Remarks at Dag Hammarskjöld Medal Awards Ceremony
on the International Day of United Nations Peacekeepers
New York, 27 May 2011
Allow me to begin by expressing our deepest condolences to the families of those we mourn – and honour – today.
The Dag Hammarskjöld Medal was established by the Security Council fourteen years ago to recognize the sacrifice of those who had lost their lives in United Nations peacekeeping operations.
At that time, more than 1,500 brave and dedicated individuals from 85 countries had died while serving under the blue flag. That was the toll for the first 50 years of UN peacekeeping.
Sadly, not even a decade and a half later, that number has almost doubled, to 2,900 individuals who have lost their lives, from some 120 countries.
This reflects the risks inherent in our work, but it is also a sign of how much peacekeeping has grown – and how successful it has been.
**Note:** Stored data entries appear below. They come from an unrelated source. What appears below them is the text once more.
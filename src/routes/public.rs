use crate::{AppState, handlers};
use axum::{
    Router,
    routing::{get, post},
};

/// Public Router Module
///
/// Pages and actions reachable without a session. `/auth/login` and `/auth/register`
/// are still guarded: a signed-in visitor is sent to the dashboard instead.
pub fn public_routes() -> Router<AppState> {
    Router::new()
        // GET /health
        // Liveness probe for the load balancer.
        .route("/health", get(|| async { "ok" }))
        .route("/", get(handlers::landing))
        .route("/privacy", get(handlers::privacy))
        .route("/terms", get(handlers::terms))
        // GET|POST /auth/login
        // Sign-in page / password sign-in. Success sets the session cookie.
        .route(
            "/auth/login",
            get(handlers::login_page).post(handlers::login),
        )
        // GET|POST /auth/register
        // Registration page / sign-up. Requires accepted terms.
        .route(
            "/auth/register",
            get(handlers::register_page).post(handlers::register),
        )
        .route("/auth/verify-email", get(handlers::verify_email_page))
        // POST /api/auth/logout
        // Outside the guard's matcher so a stale cookie can always be cleared.
        .route("/api/auth/logout", post(handlers::logout))
}
use std::env;

use thiserror::Error;

/// AppConfig
///
/// Holds the application's entire configuration state. Loaded once at startup and
/// shared immutably through `AppState` (pulled into handlers and extractors via `FromRef`).
#[derive(Clone, Debug)]
pub struct AppConfig {
    // Postgres connection string of the hosted backend. `None` selects the in-memory client (local only).
    pub db_url: Option<String>,
    // Base URL of the Supabase project (auth REST API lives under /auth/v1).
    pub supabase_url: String,
    // Public anon key sent as the `apikey` header on auth calls.
    pub supabase_anon_key: String,
    // Secret used to validate Supabase-issued access tokens (HS256).
    pub jwt_secret: String,
    // Expected `aud` claim of access tokens.
    pub jwt_audience: String,
    // Cookie carrying the access token for browser sessions.
    pub session_cookie: String,
    // Where confirmation emails send the user after sign-up.
    pub email_redirect_url: Option<String>,
    pub bind_addr: String,
    // Apply embedded migrations at startup.
    pub run_migrations: bool,
    // Runtime environment marker. Controls the development session bypass and log format.
    pub env: Env,
}

/// Env
///
/// Runtime context: `Local` enables developer conveniences (header session bypass,
/// in-memory backend), `Production` demands every secret explicitly.
#[derive(Clone, PartialEq, Debug)]
pub enum Env {
    Local,
    Production,
}

/// Raised when a setting the current environment requires is absent.
#[derive(Debug, Error)]
pub enum ConfigError {
    #[error("{0} must be set in production")]
    Missing(&'static str),
}

const LOCAL_JWT_SECRET: &str = "super-secure-test-secret-value-local";

impl Default for AppConfig {
    /// Safe, non-panicking configuration for test state setup.
    fn default() -> Self {
        Self {
            db_url: None,
            supabase_url: "http://localhost:54321".to_string(),
            supabase_anon_key: "local-anon-key".to_string(),
            jwt_secret: LOCAL_JWT_SECRET.to_string(),
            jwt_audience: "authenticated".to_string(),
            session_cookie: "sb-access-token".to_string(),
            email_redirect_url: None,
            bind_addr: "0.0.0.0:3000".to_string(),
            run_migrations: false,
            env: Env::Local,
        }
    }
}

impl AppConfig {
    /// load
    ///
    /// Reads the configuration from environment variables.
    ///
    /// # Errors
    /// In production, fails fast when `DATABASE_URL`, `SUPABASE_URL`, `SUPABASE_ANON_KEY`
    /// or `SUPABASE_JWT_SECRET` is missing. Local runs fall back to development defaults.
    pub fn load() -> Result<Self, ConfigError> {
        let env = match env::var("APP_ENV").as_deref() {
            Ok("production") => Env::Production,
            _ => Env::Local,
        };
        let defaults = Self::default();

        let optional = |key: &str| env::var(key).ok().filter(|v| !v.trim().is_empty());
        let required = |key: &'static str, fallback: &str| match env {
            Env::Production => optional(key).ok_or(ConfigError::Missing(key)),
            Env::Local => Ok(optional(key).unwrap_or_else(|| fallback.to_string())),
        };

        let db_url = match env {
            Env::Production => Some(optional("DATABASE_URL").ok_or(ConfigError::Missing("DATABASE_URL"))?),
            Env::Local => optional("DATABASE_URL"),
        };

        Ok(Self {
            db_url,
            supabase_url: required("SUPABASE_URL", &defaults.supabase_url)?,
            supabase_anon_key: required("SUPABASE_ANON_KEY", &defaults.supabase_anon_key)?,
            jwt_secret: required("SUPABASE_JWT_SECRET", &defaults.jwt_secret)?,
            jwt_audience: optional("SUPABASE_JWT_AUDIENCE").unwrap_or(defaults.jwt_audience),
            session_cookie: optional("SESSION_COOKIE_NAME").unwrap_or(defaults.session_cookie),
            email_redirect_url: optional("AUTH_REDIRECT_URL"),
            bind_addr: optional("BIND_ADDR").unwrap_or(defaults.bind_addr),
            run_migrations: optional("RUN_MIGRATIONS").is_some_and(|v| v == "true" || v == "1"),
            env,
        })
    }
}
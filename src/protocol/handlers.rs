//! Command handlers
//!
//! Dispatches parsed commands to a form session and drives the line loop.

use log::info;
use tokio::io::{AsyncBufRead, AsyncBufReadExt};

use crate::error::IntakeError;
use crate::error::handlers::{handle_error, is_recoverable};
use crate::protocol::commands::{CommandStatus, FormCommand, parse_command};
use crate::session::{FormSession, OutputPort};
use crate::validation::ValidationVerdict;

/// Apply one command to the session.
///
/// A rejected submission comes back as [`IntakeError::Validation`] after its
/// message has been written to the error slot.
pub async fn handle_command<P: OutputPort>(
    session: &mut FormSession<P>,
    command: FormCommand,
) -> Result<CommandStatus, IntakeError> {
    match command {
        FormCommand::Submit(input) => match session.submit(input).await {
            ValidationVerdict::Accepted => Ok(CommandStatus::Success),
            ValidationVerdict::Rejected(e) => Err(e.into()),
        },
        FormCommand::Reset => {
            session.reset().await;
            Ok(CommandStatus::Success)
        }
        FormCommand::Quit => Ok(CommandStatus::Quit),
    }
}

/// Reads commands line by line until `QUIT` or end of input.
///
/// Bad lines and rejected submissions are logged and skipped; only read
/// failures end the loop with an error.
pub async fn run_lines<R, P>(reader: R, session: &mut FormSession<P>) -> Result<(), IntakeError>
where
    R: AsyncBufRead + Unpin,
    P: OutputPort,
{
    let mut lines = reader.lines();

    while let Some(line) = lines.next_line().await? {
        if line.trim().is_empty() {
            continue;
        }

        let status = match parse_command(&line) {
            Ok(command) => handle_command(session, command).await,
            Err(e) => Err(e),
        };

        match status {
            Ok(CommandStatus::Quit) => {
                info!("Quit requested");
                break;
            }
            Ok(CommandStatus::Success) => {}
            Err(e) if is_recoverable(&e) => handle_error(&e),
            Err(e) => return Err(e),
        }
    }

    Ok(())
}

#[cfg(test)]
mod tests {
    use super::*;
    use crate::config::IntakeConfig;
    use crate::error::ValidationError;
    use crate::session::MemoryPort;

    const GOOD: &str = r#"SUBMIT {"name":"A","age":"30","gender":"F","country":"US","techStack":["Go"],"address":"1 St","telephone":"5551234567","email":"a@b.com"}"#;

    #[tokio::test(start_paused = true)]
    async fn test_handle_command_statuses() {
        let mut session = FormSession::new(MemoryPort::default(), IntakeConfig::default());

        let submit = parse_command(GOOD).unwrap();
        assert_eq!(
            handle_command(&mut session, submit).await.unwrap(),
            CommandStatus::Success
        );

        let bad = parse_command(r#"SUBMIT {"name":"A"}"#).unwrap();
        let err = handle_command(&mut session, bad).await.unwrap_err();
        assert!(matches!(
            err,
            IntakeError::Validation(ValidationError::MissingFields)
        ));
        assert!(is_recoverable(&err));
        assert_eq!(
            session.port().lock().await.error(),
            "Please fill all the fields and select at least one technology."
        );

        assert_eq!(
            handle_command(&mut session, FormCommand::Reset).await.unwrap(),
            CommandStatus::Success
        );
        assert_eq!(
            handle_command(&mut session, FormCommand::Quit).await.unwrap(),
            CommandStatus::Quit
        );
    }

    #[tokio::test(start_paused = true)]
    async fn test_run_lines_continues_after_rejection() {
        let mut session = FormSession::new(MemoryPort::default(), IntakeConfig::default());
        let input = format!("SUBMIT {{\"name\":\"A\"}}\n{}\n", GOOD);

        run_lines(input.as_bytes(), &mut session).await.unwrap();

        let port = session.port();
        let port = port.lock().await;
        assert!(port.error().is_empty());
        assert!(!port.result().is_empty());
    }

    #[tokio::test(start_paused = true)]
    async fn test_run_lines_skips_bad_input_and_stops_at_quit() {
        let mut session = FormSession::new(MemoryPort::default(), IntakeConfig::default());
        let input = format!("\nBOGUS\nSUBMIT {{oops\n{}\nQUIT\nRESET\n", GOOD);

        run_lines(input.as_bytes(), &mut session).await.unwrap();

        let port = session.port();
        let port = port.lock().await;
        assert!(port.error().is_empty());
        assert!(port.result().contains("<td class=\"border px-4 py-2\">30</td>"));
    }
}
Precisely because peacekeeping brings lasting security to so many war-torn countries, the international community relies more and more on UN troops, police and civilian staff.
Our operations are expanding in size. They are also expanding in scope, from monitoring ceasefire lines and the separation of forces in the early days to our modern operations that track human rights violations, protect humanitarian relief, support elections, promote the rule of law and much more.
All of this entails heavy responsibilities.
And while it is Member States that authorize our missions, and governments that send us their uniformed personnel, in the end the burden falls on individuals: the men and women we posthumously honour today.
The medals you accept on behalf of the families that live with their loss day in and day out are a small but solid symbol of our deepest sympathies as well as our sincerest gratitude for their sacrifice.
May the survivors – the siblings and parents, the spouses and friends – understand that their loved ones died for the most noble of causes: lasting peace.